# Worst live tone ever!



## holyman (Dec 22, 2009)

So I saw Crash Karma last night. Both guitar players were playing either Dual or Triple Recs and man oh man did they ever sound bad. No guitar tone at all, just a high pitched buzz. 

The reason I bring this up is because earlier yesterday afternoon before I went to the show I took home a 2010 Dual Rec to try out for a week or two. The amp sounds amazing at low volume and when I play by myself in my basement, but after hearing it live my enthusiasm for this amp has dwindled. 

Was the horrible tone I heard last night a result of the amps not be dialed in properly? A pro band like Crash Karma should know how to work an amp right?


----------



## sadowsky13 (Feb 26, 2007)

Funny you say that. I saw them (Crash Karma) at the rock the park with collective soul, thornley and three doors down and thought the same thing about their tone. Didn't see the triple rec's though.


----------



## davetcan (Feb 27, 2006)

I beg to differ. I had the worst live guitar tone ever last weekeng at an outdoor gig. Still haven't figured out what the hell was going. Pure tone suckage, and this coming from my favourite Budda Superdrive and a PRS Cu24. Both of which sound awesome today so I'm not sure what was happening. I'm putting it down to something going wrong on the pedal board right now. Sooooo embarassing. Bad enough that my playing sucks, LOL.


----------



## sadowsky13 (Feb 26, 2007)

davetcan said:


> I beg to differ. I had the worst live guitar tone ever last weekeng at an outdoor gig. Still haven't figured out what the hell was going. Pure tone suckage, and this coming from my favourite Budda Superdrive and a PRS Cu24. Both of which sound awesome today so I'm not sure what was happening. I'm putting it down to something going wrong on the pedal board right now. Sooooo embarassing. Bad enough that my playing sucks, LOL.
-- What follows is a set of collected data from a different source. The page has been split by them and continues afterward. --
//! # dirsync CLI entry point
//!
//! Parses command-line arguments, loads the node configuration and
//! dispatches to subcommand handlers.

use std::path::PathBuf;
use std::process::ExitCode;

use anyhow::{bail, Result};
use clap::{Parser, Subcommand};
use tracing_subscriber::EnvFilter;

use dirsync_cli::cache::{run_cache, CacheArgs};
use dirsync_cli::config::NodeConfig;
use dirsync_cli::node::Node;
use dirsync_cli::publish::{run_publish, run_refresh, PublishArgs, RefreshArgs};
use dirsync_cli::run::{run_operation, RunArgs};
use dirsync_cli::sync::{run_directory, run_owner, run_read, run_status, run_sync, ReadArgs, StatusArgs};
use dirsync_engine::SnapshotCache;

/// dirsync: anchored directory snapshots over IPFS and an EVM registry.
///
/// Keeps a local copy of the directory whose content address the registry
/// contract holds, and publishes new versions of it.
#[derive(Parser, Debug)]
#[command(name = "dirsync", version, about, long_about = None)]
struct Cli {
    /// Enable verbose output. Repeat for more verbosity (-v, -vv, -vvv).
    #[arg(short, long, action = clap::ArgAction::Count, global = true)]
    verbose: u8,

    /// Emit logs as JSON lines.
    #[arg(long, global = true)]
    log_json: bool,

    /// YAML configuration file. Environment variables are used otherwise.
    #[arg(long, global = true)]
    config: Option<PathBuf>,

    /// Extra attempts for read-side commands that fail transiently.
    #[arg(long, global = true, default_value_t = 0)]
    retries: u32,

    #[command(subcommand)]
    command: Commands,
}

#[derive(Subcommand, Debug)]
enum Commands {
    /// Read the anchor and report whether the cache is current.
    Status(StatusArgs),

    /// Fetch the anchored directory into the cache if it is missing.
    Sync,

    /// Print one collection of the anchored directory.
    Read(ReadArgs),

    /// Print the whole anchored directory.
    Directory,

    /// Store a directory export and anchor its address.
    Publish(PublishArgs),

    /// Publish a directory export only if it differs from the anchored one.
    Refresh(RefreshArgs),

    /// Print the registry contract owner.
    Owner,

    /// Inspect the local snapshot cache.
    Cache(CacheArgs),

    /// Run a knowledge-base function by name (init, update_from_hub, ...).
    Run(RunArgs),
}

#[tokio::main]
async fn main() -> ExitCode {
    let cli = Cli::parse();
    init_tracing(cli.verbose, cli.log_json);

    tracing::debug!(version = env!("CARGO_PKG_VERSION"), "dirsync starting");

    match dispatch(cli).await {
        Ok(code) => ExitCode::from(code),
        Err(e) => {
            tracing::error!("{e:#}");
            ExitCode::from(1)
        }
    }
}

fn init_tracing(verbose: u8, json: bool) {
    let filter = match verbose {
        0 => EnvFilter::new("warn"),
        1 => EnvFilter::new("info"),
        2 => EnvFilter::new("debug"),
        _ => EnvFilter::new("trace"),
    };

    let builder = tracing_subscriber::fmt()
        .with_env_filter(filter)
        .with_target(false)
        .with_writer(std::io::stderr);
    if json {
        builder.json().init();
    } else {
        builder.init();
    }
}

async fn dispatch(cli: Cli) -> Result<u8> {
    let config = NodeConfig::load(cli.config.as_deref())?;
    tracing::debug!(?config, "configuration loaded");

    match cli.command {
        // The cache needs no network collaborators.
        Commands::Cache(args) => {
            let cache = SnapshotCache::open(config.cache_dir.clone()).await?;
            run_cache(&args, &cache).await
        }
        command => run_connected(command, &config, cli.retries).await,
    }
}

async fn run_connected(command: Commands, config: &NodeConfig, retries: u32) -> Result<u8> {
    let (operation, assembler) = match &command {
        Commands::Run(args) => (Some(args.operation()?), args.input.clone()),
        _ => (None, None),
    };
    let node = Node::connect(config, assembler).await?;
    let engine = &node.engine;

    match (command, operation) {
        (Commands::Status(args), _) => run_status(&args, engine, retries).await,
        (Commands::Sync, _) => run_sync(engine, retries).await,
        (Commands::Read(args), _) => run_read(&args, engine, retries).await,
        (Commands::Directory, _) => run_directory(engine, retries).await,
        (Commands::Publish(args), _) => run_publish(&args, engine).await,
        (Commands::Refresh(args), _) => run_refresh(&args, engine).await,
        (Commands::Owner, _) => run_owner(&node.anchor).await,
        (Commands::Run(_), Some(op)) => run_operation(op, engine, retries).await,
        (Commands::Run(args), None) => bail!("cannot resolve function {}", args.func_name),
        (Commands::Cache(_), _) => bail!("cache commands do not connect to the network"),
    }
}
//! Retry with exponential backoff around engine operations.
//!
//! Only errors that report themselves retryable are repeated; everything
//! else is returned on the first failure.

use std::future::Future;
use std::time::Duration;

use dirsync_engine::SyncError;

/// Base delay between retries (doubles each attempt: 200ms, 400ms, 800ms, ...).
const BASE_DELAY_MS: u64 = 200;

/// Errors that know whether repeating the failed operation may help.
pub trait Retryable {
    fn is_retryable(&self) -> bool;
}

impl Retryable for SyncError {
    fn is_retryable(&self) -> bool {
        SyncError::is_retryable(self)
    }
}

/// Run `f`, retrying up to `retries` more times while it fails with a
/// retryable error.
pub async fn retry_with_backoff<T, E, F, Fut>(retries: u32, op_name: &str, f: F) -> Result<T, E>
where
    E: Retryable + std::fmt::Display,
    F: Fn() -> Fut,
    Fut: Future<Output = Result<T, E>>,
{
    let mut attempt = 0;
    loop {
        match f().await {
            Ok(value) => return Ok(value),
            Err(e) if attempt < retries && e.is_retryable() => {
                let delay = Duration::from_millis(BASE_DELAY_MS.saturating_mul(1 << attempt.min(16)));
                attempt += 1;
                tracing::warn!(
                    operation = op_name,
                    attempt,
                    max_retries = retries,
                    "{op_name} failed, retrying in {delay:?}: {e}"
                );
                tokio::time::sleep(delay).await;
            }
            Err(e) => return Err(e),
        }
    }
}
Been there done that!! I started playing a song and had the thinnest tone ever and couldn't figure out what it was. About half way through trying to trouble shoot while playing I finally noticed someone had stepped on my wah and it was on. DOH!!


----------



## davetcan (Feb 27, 2006)

sadowsky13 said:


> Been there done that!! I started playing a song and had the thinnest tone ever and couldn't figure out what it was. About half way through trying to trouble shoot while playing I finally noticed someone had stepped on my wah and it was on. DOH!!


Yep, done that too, LOL. Never did figure this one out, played the whole damn set that way. Of course being nervous doesn't help. If I'd just stopped and thought about it for a minute I'd have just plugged straight into the amp to see if that fixed it. Double DOH !!


----------



## gtone (Nov 1, 2009)

Depending on your rig and the venue, sometimes a power conditioner can help you get more predictable tonal results.


----------



## Budda (May 29, 2007)

As someone who just auditioned for a band with their roadster, and the guitarist of said band uses a dual rec..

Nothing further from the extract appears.